To more recent (and commonsense) sensibilities, it seems that there is a clear conflict between such desires and inevitable harm to children, with which I trust few of us would disagree; and so society demonizes paedophiles like no other group. I’ve never heard a Christian say that God made paedophiles as part of the rich variety of his creation, and with good reason. Rather, we regard their belief as we would a cancer of their soul. Hopefully, we pray for their healing and forgiveness: an interesting balancing act between justice and compassion, as more than one archbishop has found in recent years. Such cases are where the rubber of Christ’s love hits the road.
But the WHO has no more scientific warrant to dismiss the validity of the paedophiles’ belief in what they are innately than to accept as valid any other scientifically unsubstantiated belief. If Foucault’s 1969 letter to the French government, signed by many intellectuals, had succeeded in abolishing the age of consent, perhaps paedophilia too would appear in the ICD chapter on sexual health.
I only make a comparison of gender dysphoria with paedophilia to show how, in practice, the medical profession does not accept all subjective beliefs as valid, even when the believer regards them as blameless – just as the medical profession does not accept the self-blame of the “heartsink patient” as valid.

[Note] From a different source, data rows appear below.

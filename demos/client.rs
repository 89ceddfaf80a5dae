//! Example Client (Producer)
//!
//! Connects to a listener, registers, renders a moving gradient and pushes
//! frames through the accelerated output. Optionally resizes once and asks
//! for a popup subsegment.

use clap::Parser;
use framelink::connpoint::{connect, resolve_connpath};
use framelink::{
    AcceleratedOutput, Event, ExternalEvent, FrameLinkError, Geometry, MemfdExporter, SegmentKind, SegmentState, SignalOutcome,
    TargetEvent, TransportConfig,
};
use std::time::Duration;
use tracing::{info, warn};
use tracing_subscriber::EnvFilter;

#[derive(Parser, Debug)]
#[command(about = "Push frames to a framelink listener")]
struct Args {
    /// Connection point name or absolute socket path
    #[arg(default_value = "framelink_demo")]
    name: String,

    #[arg(long)]
    key: Option<String>,

    /// Number of frames to send
    #[arg(long, default_value_t = 300)]
    frames: u64,

    /// Resize to WIDTHxHEIGHT after the first frame
    #[arg(long, value_parser = parse_geometry)]
    resize: Option<Geometry>,

    /// Ask for a popup subsegment
    #[arg(long)]
    popup: bool,

    /// Ask the listener for a StepFrame every RATE ticks
    #[arg(long)]
    clock: Option<u32>,
}

fn parse_geometry(s: &str) -> Result<Geometry, String> {
    let (w, h) = s.split_once('x').ok_or("expected WIDTHxHEIGHT")?;
    let width = w.parse().map_err(|e| format!("width: {}", e))?;
    let height = h.parse().map_err(|e| format!("height: {}", e))?;
    Ok(Geometry::new(width, height))
}

fn run(args: Args) -> framelink::Result<()> {
    let config = TransportConfig::from_env();
    let mut client = connect(&resolve_connpath(&args.name)?, args.key.as_deref(), &config)?;
    client.register(SegmentKind::Application, "framelink demo")?;

    while client.state() != SegmentState::Active {
        if client.wait(Some(Duration::from_secs(5)))?.is_none() {
            return Err(FrameLinkError::InvalidState {
                op: "wait for activation",
                state: format!("{:?}", client.state()),
            });
        }
    }
    info!(segment = client.name(), geometry = ?client.geometry(), "active");

    if let Some(rate) = args.clock {
        client.enqueue(Event::External(ExternalEvent::ClockRequest { rate, once: false }))?;
    }

    if args.popup {
        let request_id = client.request_subsegment(SegmentKind::Popup, 128, 64)?;
        let acquired = client.acquire_loop(request_id, Duration::from_secs(2))?;
        match acquired.answer {
            Some(answer) if matches!(answer.event, Event::Target(TargetEvent::NewSegment { .. })) => {
                let popup = client.attach_child(answer)?;
                info!(child = popup.name(), geometry = ?popup.geometry(), "popup attached");
            }
            Some(_) => info!("popup refused"),
            None => warn!("popup request timed out"),
        }
    }

    let mut output = AcceleratedOutput::new(&client, MemfdExporter::new())?;
    let mut sent = 0;
    while sent < args.frames {
        while let Some(delivered) = client.poll()? {
            info!(event = %delivered.event, "server event");
        }

        let shade = (sent % 256) as u32;
        output.back_buffer().fill(0xff00_0000 | shade << 16 | (255 - shade) << 8);
        match output.signal(&mut client) {
            Ok(SignalOutcome::Presented(path)) => {
                sent += 1;
                if sent == 1 {
                    info!(?path, "first frame presented");
                    if let Some(geometry) = args.resize {
                        client.request_resize(geometry)?;
                    }
                }
            }
            Ok(SignalOutcome::Reallocated) => info!(geometry = ?client.geometry(), "resized"),
            Err(FrameLinkError::FrameInFlight(_)) | Err(FrameLinkError::ResizePending) => {
                std::thread::sleep(Duration::from_millis(1));
            }
            Err(e) => return Err(e),
        }
    }

    info!(frames = sent, readback = client.passing().is_broken(), "done");
    client.terminate()
}

fn main() {
    tracing_subscriber::fmt()
        .with_env_filter(EnvFilter::try_from_default_env().unwrap_or_else(|_| EnvFilter::new("info")))
        .init();

    if let Err(e) = run(Args::parse()) {
        eprintln!("[Client] {}", e);
        std::process::exit(1);
    }
}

But it is not only that I disagree with the WHO’s assessment of gender dysphoria – in itself a morally blameless condition, until mixed with politics, identity activism and coercion – but that by exerting its worldwide authority in this way the WHO locks all of us into a certain way of looking at the condition, and at matters of gender overall, in an unproductive and false way. Worse, it asks us to believe, by a logic I still can’t fathom, that what is not a disease is mandatorily to be treated by life-changing medical and surgical interventions.
In this way reality itself gives way, on medical authority, to personal beliefs, and that is problematic for us all.